A major asset for most people is their home and I often am asked: “Should I transfer my house to my children to “protect” it from the nursing home costs?” I always have two initial responses. The first is that under current law the transfer of your home must occur at least 5 years from the date you apply for Medicaid assistance to pay for any needed nursing home care. That is, the so-called “look back” period is 5 years. This means that any assets transferred from your estate within 5 years of applying for Medicaid will be considered to be available to pay for the costs of nursing home care.
My second response is that transferring your home to your child or children is not without risk. In addition to estate planning I also assist people with bankruptcies and if the property is in your child’s name, then the Bankruptcy Court will consider the house your child’s and would be subject to sale to pay your children’s creditors. I had a call the other day from a person who said he did not “own” his parent’s house – it was just in his name to protect it in case his parents went into a nursing home. I informed him that the Bankruptcy Court would have a different position on this.

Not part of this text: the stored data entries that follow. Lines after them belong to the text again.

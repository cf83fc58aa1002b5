//! Materials schema validation.
//!
//! Unlike the literal reader this stage is fail-slow: every violation in
//! every field is collected so the user fixes the whole input in one pass.

use super::literal::{LiteralValue, parse_literal};
use crate::common::config::{MaterialPolicy, MplaceConfig, PlatePolicy};
use crate::common::constants::{DEFAULT_COMPOUNDS, DEFAULT_CONTROLS};
use crate::domain::{
    ConcentrationToken, MaterialRole, MaterialSpec, MplaceError, MplaceErrorCategory,
    PlateDimensions, ValidatedExperiment,
};
use std::collections::HashSet;
use tracing::{info, warn};

/// Raw field text exactly as the user entered it.
#[derive(Debug, Clone, Copy, PartialEq, Eq)]
pub struct ExperimentInput<'a> {
    pub compounds: &'a str,
    pub controls: &'a str,
    pub rows: &'a str,
    pub cols: &'a str,
}

#[derive(Debug, Clone, PartialEq, Eq, thiserror::Error)]
#[error("input validation failed with {} error(s)", .errors.len())]
pub struct ValidationReport {
    errors: Vec<MplaceError>,
}

impl ValidationReport {
    pub fn new(errors: Vec<MplaceError>) -> Self {
        Self { errors }
    }

    pub fn errors(&self) -> &[MplaceError] {
        &self.errors
    }

    pub fn into_errors(self) -> Vec<MplaceError> {
        self.errors
    }

    pub fn len(&self) -> usize {
        self.errors.len()
    }

    pub fn is_empty(&self) -> bool {
        self.errors.is_empty()
    }

    pub fn has_category(&self, category: MplaceErrorCategory) -> bool {
        self.errors.iter().any(|error| error.category() == category)
    }

    /// Full user-facing report: one numbered line per error followed by a
    /// corrective example of well-formed input.
    pub fn render(&self) -> String {
        let mut lines = vec![format!(
            "Input validation failed with {} error(s):",
            self.errors.len()
        )];
        for (index, error) in self.errors.iter().enumerate() {
            lines.push(format!("  {}. {}", index + 1, error));
        }
        lines.push(String::new());
        lines.push("Expected input, for example:".to_string());
        lines.push(format!("  compounds: {}", DEFAULT_COMPOUNDS));
        lines.push(format!("  controls:  {}", DEFAULT_CONTROLS));
        lines.push("  rows, cols: positive integers such as 16 and 24".to_string());
        lines.push(
            "Each entry is 'name': [replicate count >= 1, concentration, ...]".to_string(),
        );
        lines.join("\n")
    }
}

pub fn validate_experiment(
    input: &ExperimentInput<'_>,
    config: &MplaceConfig,
) -> Result<ValidatedExperiment, ValidationReport> {
    let mut errors = Vec::new();

    let dimensions = match validate_dimensions(input.rows, input.cols, &config.plate) {
        Ok(dimensions) => Some(dimensions),
        Err(dimension_errors) => {
            errors.extend(dimension_errors);
            None
        }
    };

    let compounds_literal = parse_field(input.compounds, MaterialRole::Compound, &mut errors);
    let controls_literal = parse_field(input.controls, MaterialRole::Control, &mut errors);

    let compounds = compounds_literal.as_ref().map(|literal| {
        validate_materials(literal, MaterialRole::Compound, &config.materials)
            .unwrap_or_else(|role_errors| {
                errors.extend(role_errors);
                Vec::new()
            })
    });
    let controls = controls_literal.as_ref().map(|literal| {
        validate_materials(literal, MaterialRole::Control, &config.materials)
            .unwrap_or_else(|role_errors| {
                errors.extend(role_errors);
                Vec::new()
            })
    });

    if let (Some(compounds_literal), Some(controls_literal)) =
        (&compounds_literal, &controls_literal)
    {
        errors.extend(cross_role_duplicates(compounds_literal, controls_literal));
    }

    match (dimensions, compounds, controls) {
        (Some(dimensions), Some(compounds), Some(controls)) if errors.is_empty() => {
            let experiment = ValidatedExperiment {
                compounds,
                controls,
                dimensions,
            };
            info!(
                compounds = experiment.compounds.len(),
                controls = experiment.controls.len(),
                wells = experiment.required_wells(),
                plate = %experiment.dimensions,
                "input validation passed"
            );
            Ok(experiment)
        }
        _ => {
            warn!(errors = errors.len(), "input validation failed");
            Err(ValidationReport::new(errors))
        }
    }
}

fn parse_field(
    text: &str,
    role: MaterialRole,
    errors: &mut Vec<MplaceError>,
) -> Option<LiteralValue> {
    if text.trim().is_empty() {
        errors.push(
            MplaceError::schema("INPUT.EMPTY_FIELD", "field must not be empty")
                .with_context(role.field_name()),
        );
        return None;
    }

    match parse_literal(text) {
        Ok(value) => Some(value),
        Err(error) => {
            errors.push(error.with_context(role.field_name()));
            None
        }
    }
}

/// Checks one role's mapping and converts it into material specs.
pub fn validate_materials(
    value: &LiteralValue,
    role: MaterialRole,
    policy: &MaterialPolicy,
) -> Result<Vec<MaterialSpec>, Vec<MplaceError>> {
    let Some(entries) = value.as_map() else {
        return Err(vec![
            MplaceError::schema(
                "INPUT.SCHEMA_MAPPING",
                format!(
                    "expected a mapping of material name to [replicates, concentration, ...] but found {}",
                    value.kind_name()
                ),
            )
            .with_context(role.field_name()),
        ]);
    };

    let mut errors = Vec::new();
    let mut materials = Vec::with_capacity(entries.len());
    let mut seen = HashSet::new();

    for (name, entry) in entries {
        let context = format!("{}['{}']", role.field_name(), name);
        let before = errors.len();

        if !seen.insert(name.as_str()) {
            errors.push(
                MplaceError::namespace(
                    "INPUT.NAMESPACE_DUPLICATE",
                    format!("material '{}' is declared more than once in {}", name, role),
                )
                .with_context(context.clone()),
            );
        }
        if let Some(reason) = printable_violation(name, policy.max_name_length) {
            errors.push(
                MplaceError::schema("INPUT.SCHEMA_NAME", format!("material name {}", reason))
                    .with_context(context.clone()),
            );
        }

        let spec = material_from_entry(name, entry, role, policy, &context, &mut errors);
        if errors.len() == before
            && let Some(spec) = spec
        {
            materials.push(spec);
        }
    }

    if errors.is_empty() {
        Ok(materials)
    } else {
        Err(errors)
    }
}

fn material_from_entry(
    name: &str,
    entry: &LiteralValue,
    role: MaterialRole,
    policy: &MaterialPolicy,
    context: &str,
    errors: &mut Vec<MplaceError>,
) -> Option<MaterialSpec> {
    let items = match entry.as_list() {
        Some(items) if items.len() >= 2 => items,
        Some(items) => {
            errors.push(
                MplaceError::schema(
                    "INPUT.SCHEMA_ENTRY",
                    format!(
                        "expected [replicates, concentration, ...] with at least one concentration but found {} item(s)",
                        items.len()
                    ),
                )
                .with_context(context),
            );
            return None;
        }
        None => {
            errors.push(
                MplaceError::schema(
                    "INPUT.SCHEMA_ENTRY",
                    format!(
                        "expected a list [replicates, concentration, ...] but found {}",
                        entry.kind_name()
                    ),
                )
                .with_context(context),
            );
            return None;
        }
    };

    let replicate_count = match &items[0] {
        LiteralValue::Int { value, .. } if *value >= 1 => match u32::try_from(*value) {
            Ok(count) => Some(count),
            Err(_) => {
                errors.push(
                    MplaceError::schema(
                        "INPUT.SCHEMA_REPLICATES",
                        format!("replicate count {} is too large", value),
                    )
                    .with_context(context),
                );
                None
            }
        },
        other => {
            errors.push(
                MplaceError::schema(
                    "INPUT.SCHEMA_REPLICATES",
                    format!(
                        "replicate count must be an integer >= 1 (found {})",
                        other.describe()
                    ),
                )
                .with_context(context),
            );
            None
        }
    };

    let mut concentrations = Vec::with_capacity(items.len() - 1);
    for (position, item) in items[1..].iter().enumerate() {
        match concentration_token(item, policy) {
            Ok(token) => concentrations.push(token),
            Err(reason) => errors.push(
                MplaceError::schema(
                    "INPUT.SCHEMA_CONCENTRATION",
                    format!("concentration #{} {}", position + 1, reason),
                )
                .with_context(context),
            ),
        }
    }

    let replicate_count = replicate_count?;
    (concentrations.len() == items.len() - 1)
        .then(|| MaterialSpec::new(name, role, replicate_count, concentrations))
}

fn concentration_token(
    item: &LiteralValue,
    policy: &MaterialPolicy,
) -> Result<ConcentrationToken, String> {
    match item {
        LiteralValue::Int { value, text } => Ok(ConcentrationToken::number(text, *value as f64)),
        LiteralValue::Float { value, text } => Ok(ConcentrationToken::number(text, *value)),
        LiteralValue::Str(label) => match printable_violation(label, policy.max_label_length) {
            Some(reason) => Err(format!("label {}", reason)),
            None => Ok(ConcentrationToken::label(label)),
        },
        other => Err(format!(
            "must be a number or a quoted label (found {})",
            other.describe()
        )),
    }
}

fn printable_violation(text: &str, max_length: usize) -> Option<String> {
    if text.trim().is_empty() {
        return Some("must not be empty".to_string());
    }
    if text.chars().any(char::is_control) {
        return Some(format!("'{}' contains control characters", text.escape_default()));
    }
    let length = text.chars().count();
    if length > max_length {
        return Some(format!(
            "is {} characters long (at most {} allowed)",
            length, max_length
        ));
    }
    None
}

/// Compounds and controls share one namespace so layout rows never refer
/// to an ambiguous material.
fn cross_role_duplicates(compounds: &LiteralValue, controls: &LiteralValue) -> Vec<MplaceError> {
    let (Some(compound_entries), Some(control_entries)) = (compounds.as_map(), controls.as_map())
    else {
        return Vec::new();
    };

    let compound_names: HashSet<&str> = compound_entries
        .iter()
        .map(|(name, _)| name.as_str())
        .collect();
    let mut reported = HashSet::new();

    control_entries
        .iter()
        .map(|(name, _)| name.as_str())
        .filter(|name| compound_names.contains(name) && reported.insert(*name))
        .map(|name| {
            MplaceError::namespace(
                "INPUT.NAMESPACE_DUPLICATE",
                format!("material '{}' is declared as both a compound and a control", name),
            )
            .with_context(format!("controls['{}']", name))
        })
        .collect()
}

pub fn validate_dimensions(
    rows: &str,
    cols: &str,
    policy: &PlatePolicy,
) -> Result<PlateDimensions, Vec<MplaceError>> {
    let mut errors = Vec::new();
    let rows = dimension_value("rows", rows, policy.max_rows, &mut errors);
    let cols = dimension_value("cols", cols, policy.max_cols, &mut errors);

    match (rows, cols) {
        (Some(rows), Some(cols)) if errors.is_empty() => {
            PlateDimensions::new(rows, cols).map_err(|error| vec![error])
        }
        _ => Err(errors),
    }
}

fn dimension_value(
    field: &'static str,
    text: &str,
    cap: Option<u32>,
    errors: &mut Vec<MplaceError>,
) -> Option<u32> {
    let placeholder = match field {
        "rows" => "INPUT.BOUNDS_ROWS",
        _ => "INPUT.BOUNDS_COLS",
    };
    let trimmed = text.trim();
    if trimmed.is_empty() {
        errors.push(
            MplaceError::schema("INPUT.EMPTY_FIELD", "field must not be empty").with_context(field),
        );
        return None;
    }

    let Ok(value) = trimmed.parse::<i64>() else {
        errors.push(
            MplaceError::schema(
                "INPUT.SCHEMA_DIMENSION",
                format!("{} must be an integer >= 1 (found '{}')", field, trimmed),
            )
            .with_context(field),
        );
        return None;
    };

    if value < 1 {
        errors.push(
            MplaceError::bounds(
                placeholder,
                format!("{} must be an integer >= 1 (found {})", field, value),
            )
            .with_context(field),
        );
        return None;
    }

    let Ok(value) = u32::try_from(value) else {
        errors.push(
            MplaceError::bounds(placeholder, format!("{} value {} is too large", field, value))
                .with_context(field),
        );
        return None;
    };

    if let Some(cap) = cap
        && value > cap
    {
        errors.push(
            MplaceError::bounds(
                placeholder,
                format!("{} must be at most {} (found {})", field, cap, value),
            )
            .with_context(field),
        );
        return None;
    }

    Some(value)
}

The other major consequence of transferring your house to a child is what may happen if your married child gets a divorce. There is no clear answer to this question but it is fair to say that “your” house that is now in a child’s name may be considered a martial asset when dividing up your child’s assets with an ex-spouse.
Finally, if your children inherit your home they get a step up in basis. What this means is that if you purchased your home 25 years ago for $100,000 and today it would sell for $550,000, if you give the home to your child while you are alive they get your basis ($100,000). If your child inherits your home, their basis would be the value of the home on the date of your death – let’s say $550,000. If they sell the house for $550,000 and the basis is $550,000 the income tax to your children would be $0. In contrast, if their basis is $100,000, they would pay tax on $450,000 ($550,000 sale price minus their $100,000 basis) or approximately $90,000 in income tax when they sell your home (based on an estimated 20% capital gains tax rate).
The above short discuss illustrates that any decision to transfer your home to a child should not be taken without a review of all the potential consequences. The money you spend to seek the advice from an experienced estate planning attorney would be dwarfed by the amount that would be lost if the you transfer your house without exploring the possible risks associated with such a transfer.